Optional configuration variables¶
These are optional variables, you may configure them, but it is not required to run the pipeline (DAG):
-
DAG_NAME
: string, name of the DAG. This will be used in the Airflow and Composer UI. Default:database_archival
. -
DAG_SCHEDULE_INTERVAL
: string, the schedule interval for the DAG. See Scheduling & Triggers for more details. Default:None
, which means that the pipeline must be run manually. -
TIME_BETWEEN_DELETE_BATCHES_IN_SECONDS
: number, the time in seconds to wait in between the deletion of two batches for the same table. Default value:120
seconds (2 minutes). -
DATABASE_TIMEOUT
: number, the timeout in seconds for the Cloud Run Function to to establish a database connection and perform data deletion. Default:3000
seconds.
Common Troubleshooting Issues¶
- Error on
private_vpc_connection
Terraform resource step.
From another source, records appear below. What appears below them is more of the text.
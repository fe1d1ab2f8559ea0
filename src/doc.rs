//! Document rendering collaborator: open a document, report its page count,
//! render one page at a zoom/rotation into a flat pixel buffer.
//!
//! The viewer core only sees the [`Document`] trait. The built-in backend,
//! [`ImageDocument`], treats a raster image file (or a directory of them,
//! one page per file) as a document.

use std::collections::HashMap;
use std::fs;
use std::path::{Path, PathBuf};

use image::DynamicImage;
use image::imageops::FilterType;
use log::{debug, info};
use thiserror::Error;

/// One rendered page: row-major `rows x cols` pixels, `0x00RRGGBB`.
pub struct PageImage {
    pub pixels: Vec<u32>,
    pub rows: usize,
    pub cols: usize,
}

#[derive(Debug, Error)]
pub enum DocError {
    #[error("{path}: {source}")]
    Io {
        path: PathBuf,
        #[source]
        source: std::io::Error,
    },
    #[error("{path}: {source}")]
    Decode {
        path: PathBuf,
        #[source]
        source: image::ImageError,
    },
    #[error("document has no pages")]
    Empty,
    #[error("no such page {page} (document has {count})")]
    PageRange { page: usize, count: usize },
}

/// A paginated document that can render any page on demand.
///
/// `zoom` is in percent/10 (zoom 10 = 100%). `rotate` is in degrees;
/// backends may quantize it.
pub trait Document {
    fn page_count(&self) -> usize;
    fn render(&mut self, page: usize, zoom: u32, rotate: i32) -> Result<PageImage, DocError>;
}

const PAGE_EXTENSIONS: &[&str] = &["png", "jpg", "jpeg"];

/// Raster-image document: a single image file is a one-page document, a
/// directory is one page per image file, in filename order.
pub struct ImageDocument {
    pages: Vec<PathBuf>,
    // Decoded originals, filled lazily. Scaling/rotation happens per render
    // call so only the decode cost is paid once per page.
    cache: HashMap<usize, DynamicImage>,
}

impl ImageDocument {
    pub fn open(path: &Path) -> Result<Self, DocError> {
        let meta = fs::metadata(path).map_err(|source| DocError::Io {
            path: path.to_path_buf(),
            source,
        })?;
        let mut pages = if meta.is_dir() {
            let entries = fs::read_dir(path).map_err(|source| DocError::Io {
                path: path.to_path_buf(),
                source,
            })?;
            let mut pages: Vec<PathBuf> = entries
                .filter_map(|e| e.ok())
                .map(|e| e.path())
                .filter(|p| is_page_file(p))
                .collect();
            pages.sort();
            pages
        } else {
            vec![path.to_path_buf()]
        };
        pages.retain(|p| is_page_file(p));
        if pages.is_empty() {
            return Err(DocError::Empty);
        }
        info!("doc: opened {} ({} page(s))", path.display(), pages.len());
        Ok(Self {
            pages,
            cache: HashMap::new(),
        })
    }

    fn original(&mut self, page: usize) -> Result<&DynamicImage, DocError> {
        if !self.cache.contains_key(&page) {
            let path = &self.pages[page - 1];
            debug!("doc: decoding page {page} from {}", path.display());
            let img = image::open(path).map_err(|source| DocError::Decode {
                path: path.clone(),
                source,
            })?;
            self.cache.insert(page, img);
        }
        Ok(&self.cache[&page])
    }
}

fn is_page_file(path: &Path) -> bool {
    path.extension()
        .and_then(|e| e.to_str())
        .is_some_and(|e| PAGE_EXTENSIONS.iter().any(|x| e.eq_ignore_ascii_case(x)))
}

impl Document for ImageDocument {
    fn page_count(&self) -> usize {
        self.pages.len()
    }

    fn render(&mut self, page: usize, zoom: u32, rotate: i32) -> Result<PageImage, DocError> {
        let count = self.pages.len();
        if page < 1 || page > count {
            return Err(DocError::PageRange { page, count });
        }
        let original = self.original(page)?;

        // zoom is percent/10: zoom 10 renders at original size.
        let w = ((original.width() as u64 * zoom as u64) / 10).max(1) as u32;
        let h = ((original.height() as u64 * zoom as u64) / 10).max(1) as u32;
        let scaled = original.resize_exact(w, h, FilterType::Triangle);

        let rotated = match quarter_turns(rotate) {
            1 => scaled.rotate90(),
            2 => scaled.rotate180(),
            3 => scaled.rotate270(),
            _ => scaled,
        };

        let rgba = rotated.to_rgba8();
        let (cols, rows) = (rgba.width() as usize, rgba.height() as usize);
        let pixels = rgba
            .pixels()
            .map(|p| ((p[0] as u32) << 16) | ((p[1] as u32) << 8) | p[2] as u32)
            .collect();
        debug!("doc: rendered page {page} at zoom {zoom} rotate {rotate} -> {rows}x{cols}");
        Ok(PageImage { pixels, rows, cols })
    }
}

/// Quantize a rotation in degrees to the nearest quarter turn (0..=3).
fn quarter_turns(rotate: i32) -> i32 {
    let deg = rotate.rem_euclid(360);
    ((deg + 45) / 90) % 4
}

#[cfg(test)]
mod tests {
    use super::*;
    use image::{Rgba, RgbaImage};

    #[test]
    fn quarter_turn_quantization() {
        assert_eq!(quarter_turns(0), 0);
        assert_eq!(quarter_turns(44), 0);
        assert_eq!(quarter_turns(45), 1);
        assert_eq!(quarter_turns(90), 1);
        assert_eq!(quarter_turns(180), 2);
        assert_eq!(quarter_turns(270), 3);
        assert_eq!(quarter_turns(359), 0);
        assert_eq!(quarter_turns(-90), 3);
    }

    fn write_png(path: &Path, w: u32, h: u32, color: [u8; 3]) {
        let img = RgbaImage::from_pixel(w, h, Rgba([color[0], color[1], color[2], 255]));
        img.save(path).unwrap();
    }

    #[test]
    fn single_file_is_one_page() {
        let dir = tempfile::tempdir().unwrap();
        let path = dir.path().join("page.png");
        write_png(&path, 4, 3, [255, 0, 0]);
        let doc = ImageDocument::open(&path).unwrap();
        assert_eq!(doc.page_count(), 1);
    }

    #[test]
    fn directory_pages_sorted_by_name() {
        let dir = tempfile::tempdir().unwrap();
        write_png(&dir.path().join("02.png"), 2, 2, [0, 255, 0]);
        write_png(&dir.path().join("01.png"), 2, 2, [255, 0, 0]);
        fs::write(dir.path().join("notes.txt"), "ignored").unwrap();
        let mut doc = ImageDocument::open(dir.path()).unwrap();
        assert_eq!(doc.page_count(), 2);
        // Page 1 is 01.png (red).
        let img = doc.render(1, 10, 0).unwrap();
        assert_eq!(img.pixels[0], 0x00ff_0000);
    }

    #[test]
    fn empty_directory_fails() {
        let dir = tempfile::tempdir().unwrap();
        assert!(matches!(
            ImageDocument::open(dir.path()),
            Err(DocError::Empty)
        ));
    }

    #[test]
    fn render_scales_by_zoom() {
        let dir = tempfile::tempdir().unwrap();
        let path = dir.path().join("page.png");
        write_png(&path, 10, 20, [0, 0, 255]);
        let mut doc = ImageDocument::open(&path).unwrap();
        let img = doc.render(1, 20, 0).unwrap();
        assert_eq!((img.cols, img.rows), (20, 40));
        let img = doc.render(1, 5, 0).unwrap();
        assert_eq!((img.cols, img.rows), (5, 10));
    }

    #[test]
    fn render_rotates_quarter_turns() {
        let dir = tempfile::tempdir().unwrap();
        let path = dir.path().join("page.png");
        write_png(&path, 10, 20, [0, 0, 255]);
        let mut doc = ImageDocument::open(&path).unwrap();
        let img = doc.render(1, 10, 90).unwrap();
        assert_eq!((img.cols, img.rows), (20, 10));
    }

    #[test]
    fn render_out_of_range_page() {
        let dir = tempfile::tempdir().unwrap();
        let path = dir.path().join("page.png");
        write_png(&path, 2, 2, [1, 2, 3]);
        let mut doc = ImageDocument::open(&path).unwrap();
        assert!(matches!(
            doc.render(2, 10, 0),
            Err(DocError::PageRange { page: 2, count: 1 })
        ));
    }
}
Solution: run manuallygcloud
command to update VPC peerings after private-ip-alloc is created. Follow this article for the command to be used.
Productionization¶
The following steps are recommended for productionizing deployment of the Database Archival solution:
-
Begin by deploying the demo, moving towards a dev/test environment and progress your use of Database ARchival safely towards your Production environments.
-
As you are testing the solution, run it first on test instances and databases.
-
Ensure you have backups and point in time recovery of the data while you use Database Archival to minimize any accidental data loss.
-
-
Incorporate the relevant portions of the supplied Terraform demo configuration into your own Terraform codebase. You may choose to use part of the supplied modules with the relevant changes, or select portions of the modules to use in your own projects. For more details, check the Terraform code and/or read the Architecture section. For a full deployment, you will require to:
-
Have an existing Cloud SQL or AlloyDB database.
-
Have or deploy a live copy of the data, with continuous Change Data Capture (CDC), to BigQuery. You may choose to use Datastream or an alternative solution for this.
-
Deploy the Database Archival Cloud Run Function which deletes/prunes data from the Database.
-
Deploy the Composer pipeline which coordinates the pipeline, including the Google Cloud Storage bucket where the code lives.
-
Configure the Composer pipeline to act on your desired instances, databases and tables. Host the file on Google Cloud Storage (GCS), and create a new GCS bucket if necessary.
-
Configure networking and IAM so that:
-
Cloud Run Function can connect to the database to read and remove rows.
-
Cloud Run Function can connect to the BigQuery dataset to read and update rows.
-
Composer can connect to the BigQuery dataset to read and update rows, and create new tables.
-
Composer can connect to the Cloud Run Function.
-
-
-
Decouple the lifecycle of the Database Archival components from the lifecycles of the Memorystore instances being scaled. In particular, it should be possible to completely tear down and redeploy all components of the Database Archival solution without affecting your database instances.
-
Pay particular attention to the management and permissions of the service accounts you configure the Database to use. We recommend assigning minimally permissioned service accounts.
-
Store your Database Archival configuration files in your source control system, along with the Terraform and application codebase.
-
Automate updating the Database Archival configuration using a deployment pipeline separate from deploying the solution itself. This will allow you to incorporate policy and other checks according to your organizational requirements (e.g. change freeze periods), as well as decoupling updates to the configuration from updates to the code solution itself.
-
Define alerts to be notified of archival and pruning events that may affect your platform or your application. You can use log-based-alerts to configure alerts that will notify you whenever a specific message appears in the logs.